-- Task description --
The answer must consist of the records, repeated exactly.

-- Listed records --
┌──

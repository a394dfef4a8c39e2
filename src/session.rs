//! Per-connection session worker.
//!
//! Each accepted connection gets one tokio task running the read loop:
//! bytes are fed through the session's own accumulator, every completed line
//! is appended to the shared log, and the full log contents are written back
//! after each line. A `SEEKTO:<index>,<offset>` line (when enabled) is a
//! directive rather than data: the dump it triggers starts at the resolved
//! byte offset and nothing is appended.
//!
//! Failures here are contained: a transport error or disconnect closes this
//! session only. The worker flags itself completed just before returning so
//! the supervisor's next reap pass can join it.

use crate::error::{LogError, Result};
use crate::ring::Entry;
use crate::server::ServerContext;
use regex::Regex;
use std::net::SocketAddr;
use std::sync::atomic::{AtomicBool, Ordering};
use std::sync::{Arc, OnceLock};
use tokio::io::{AsyncRead, AsyncReadExt, AsyncWrite, AsyncWriteExt};
use tokio::net::TcpStream;
use tokio::sync::broadcast;

const READ_CHUNK: usize = 4096;

/// Entry point for a spawned session task.
pub async fn run(
    ctx: Arc<ServerContext>,
    stream: TcpStream,
    peer: SocketAddr,
    completed: Arc<AtomicBool>,
    shutdown_rx: broadcast::Receiver<()>,
) {
    match serve(&ctx, stream, shutdown_rx).await {
        Ok(()) => tracing::info!(%peer, "closed connection"),
        Err(error) => tracing::warn!(%peer, %error, "session ended with error"),
    }
    completed.store(true, Ordering::SeqCst);
}

/// Read loop over any byte stream. Returns when the peer signals end of
/// stream or the supervisor broadcasts shutdown; read errors surface as
/// `Transport`. Shutdown is only observed between reads, never mid-dump.
pub async fn serve<S>(
    ctx: &ServerContext,
    stream: S,
    mut shutdown_rx: broadcast::Receiver<()>,
) -> Result<()>
where
    S: AsyncRead + AsyncWrite,
{
    let (mut reader, mut writer) = tokio::io::split(stream);
    let mut accumulator = crate::accumulator::WriteAccumulator::new(ctx.config.max_line_bytes);
    let mut buf = vec![0u8; READ_CHUNK];
    loop {
        let n = tokio::select! {
            result = reader.read(&mut buf) => result.map_err(LogError::Transport)?,
            _ = shutdown_rx.recv() => return Ok(()),
        };
        if n == 0 {
            return Ok(());
        }
        for completion in accumulator.feed(&buf[..n]) {
            match completion {
                Ok(entry) => {
                    // A failed append or dump abandons that line only; the
                    // session keeps reading.
                    if let Err(error) = handle_line(ctx, &mut writer, entry).await {
                        tracing::warn!(%error, "line abandoned");
                    }
                }
                Err(error) => tracing::warn!(%error, "line dropped"),
            }
        }
    }
}

async fn handle_line<W>(ctx: &ServerContext, writer: &mut W, entry: Entry) -> Result<()>
where
    W: AsyncWrite + Unpin,
{
    if ctx.config.enable_seek {
        if let Some((index, offset)) = parse_seek_directive(entry.as_bytes()) {
            let position = ctx.device.seek_to(index, offset).await?;
            let dump = ctx.device.snapshot_from(position as usize).await;
            writer.write_all(&dump).await.map_err(LogError::Transport)?;
            return Ok(());
        }
    }
    let dump = ctx.device.append_and_snapshot(entry, 0).await?;
    writer.write_all(&dump).await.map_err(LogError::Transport)?;
    Ok(())
}

/// Parses a `SEEKTO:<index>,<offset>` directive line.
fn parse_seek_directive(line: &[u8]) -> Option<(usize, usize)> {
    static SEEK_RE: OnceLock<Regex> = OnceLock::new();
    let re = SEEK_RE.get_or_init(|| {
        Regex::new(r"^SEEKTO:(\d+),(\d+)\n$").expect("seek directive pattern is valid")
    });
    let text = std::str::from_utf8(line).ok()?;
    let caps = re.captures(text)?;
    let index = caps[1].parse().ok()?;
    let offset = caps[2].parse().ok()?;
    Some((index, offset))
}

└──

-- Output of the task --
repository a394dfef4a8c39e2
filename src/session.rs
//! Per-connection session worker.
//!
//! Each accepted connection gets one tokio task running the read loop:
//! bytes are fed through the session's own accumulator, every completed line
//! is appended to the shared log, and the full log contents are written back
//! after each line. A `SEEKTO:<index>,<offset>` line (when enabled) is a
//! directive rather than data: the dump it triggers starts at the resolved
//! byte offset and nothing is appended.
//!
//! Failures here are contained: a transport error or disconnect closes this
//! session only. The worker flags itself completed just before returning so
//! the supervisor's next reap pass can join it.

use crate::error::{LogError, Result};
use crate::ring::Entry;
use crate::server::ServerContext;
use regex::Regex;
use std::net::SocketAddr;
use std::sync::atomic::{AtomicBool, Ordering};
use std::sync::{Arc, OnceLock};
use tokio::io::{AsyncRead, AsyncReadExt, AsyncWrite, AsyncWriteExt};
use tokio::net::TcpStream;
use tokio::sync::broadcast;

const READ_CHUNK: usize = 4096;

/// Entry point for a spawned session task.
pub async fn run(
    ctx: Arc<ServerContext>,
    stream: TcpStream,
    peer: SocketAddr,
    completed: Arc<AtomicBool>,
    shutdown_rx: broadcast::Receiver<()>,
) {
    match serve(&ctx, stream, shutdown_rx).await {
        Ok(()) => tracing::info!(%peer, "closed connection"),
        Err(error) => tracing::warn!(%peer, %error, "session ended with error"),
    }
    completed.store(true, Ordering::SeqCst);
}

/// Read loop over any byte stream. Returns when the peer signals end of
/// stream or the supervisor broadcasts shutdown; read errors surface as
/// `Transport`. Shutdown is only observed between reads, never mid-dump.
pub async fn serve<S>(
    ctx: &ServerContext,
    stream: S,
    mut shutdown_rx: broadcast::Receiver<()>,
) -> Result<()>
where
    S: AsyncRead + AsyncWrite,
{
    let (mut reader, mut writer) = tokio::io::split(stream);
    let mut accumulator = crate::accumulator::WriteAccumulator::new(ctx.config.max_line_bytes);
    let mut buf = vec![0u8; READ_CHUNK];
    loop {
        let n = tokio::select! {
            result = reader.read(&mut buf) => result.map_err(LogError::Transport)?,
            _ = shutdown_rx.recv() => return Ok(()),
        };
        if n == 0 {
            return Ok(());
        }
        for completion in accumulator.feed(&buf[..n]) {
            match completion {
                Ok(entry) => {
                    // A failed append or dump abandons that line only; the
                    // session keeps reading.
                    if let Err(error) = handle_line(ctx, &mut writer, entry).await {
                        tracing::warn!(%error, "line abandoned");
                    }
                }
                Err(error) => tracing::warn!(%error, "line dropped"),
            }
        }
    }
}

async fn handle_line<W>(ctx: &ServerContext, writer: &mut W, entry: Entry) -> Result<()>
where
    W: AsyncWrite + Unpin,
{
    if ctx.config.enable_seek {
        if let Some((index, offset)) = parse_seek_directive(entry.as_bytes()) {
            let position = ctx.device.seek_to(index, offset).await?;
            let dump = ctx.device.snapshot_from(position as usize).await;
            writer.write_all(&dump).await.map_err(LogError::Transport)?;
            return Ok(());
        }
    }
    let dump = ctx.device.append_and_snapshot(entry, 0).await?;
    writer.write_all(&dump).await.map_err(LogError::Transport)?;
    Ok(())
}

/// Parses a `SEEKTO:<index>,<offset>` directive line.
fn parse_seek_directive(line: &[u8]) -> Option<(usize, usize)> {
    static SEEK_RE: OnceLock<Regex> = OnceLock::new();
    let re = SEEK_RE.get_or_init(|| {
        Regex::new(r"^SEEKTO:(\d+),(\d+)\n$").expect("seek directive pattern is valid")
    });
    let text = std::str::from_utf8(line).ok()?;
    let caps = re.captures(text)?;
    let index = caps[1].parse().ok()?;
    let offset = caps[2].parse().ok()?;
    Some((index, offset))
}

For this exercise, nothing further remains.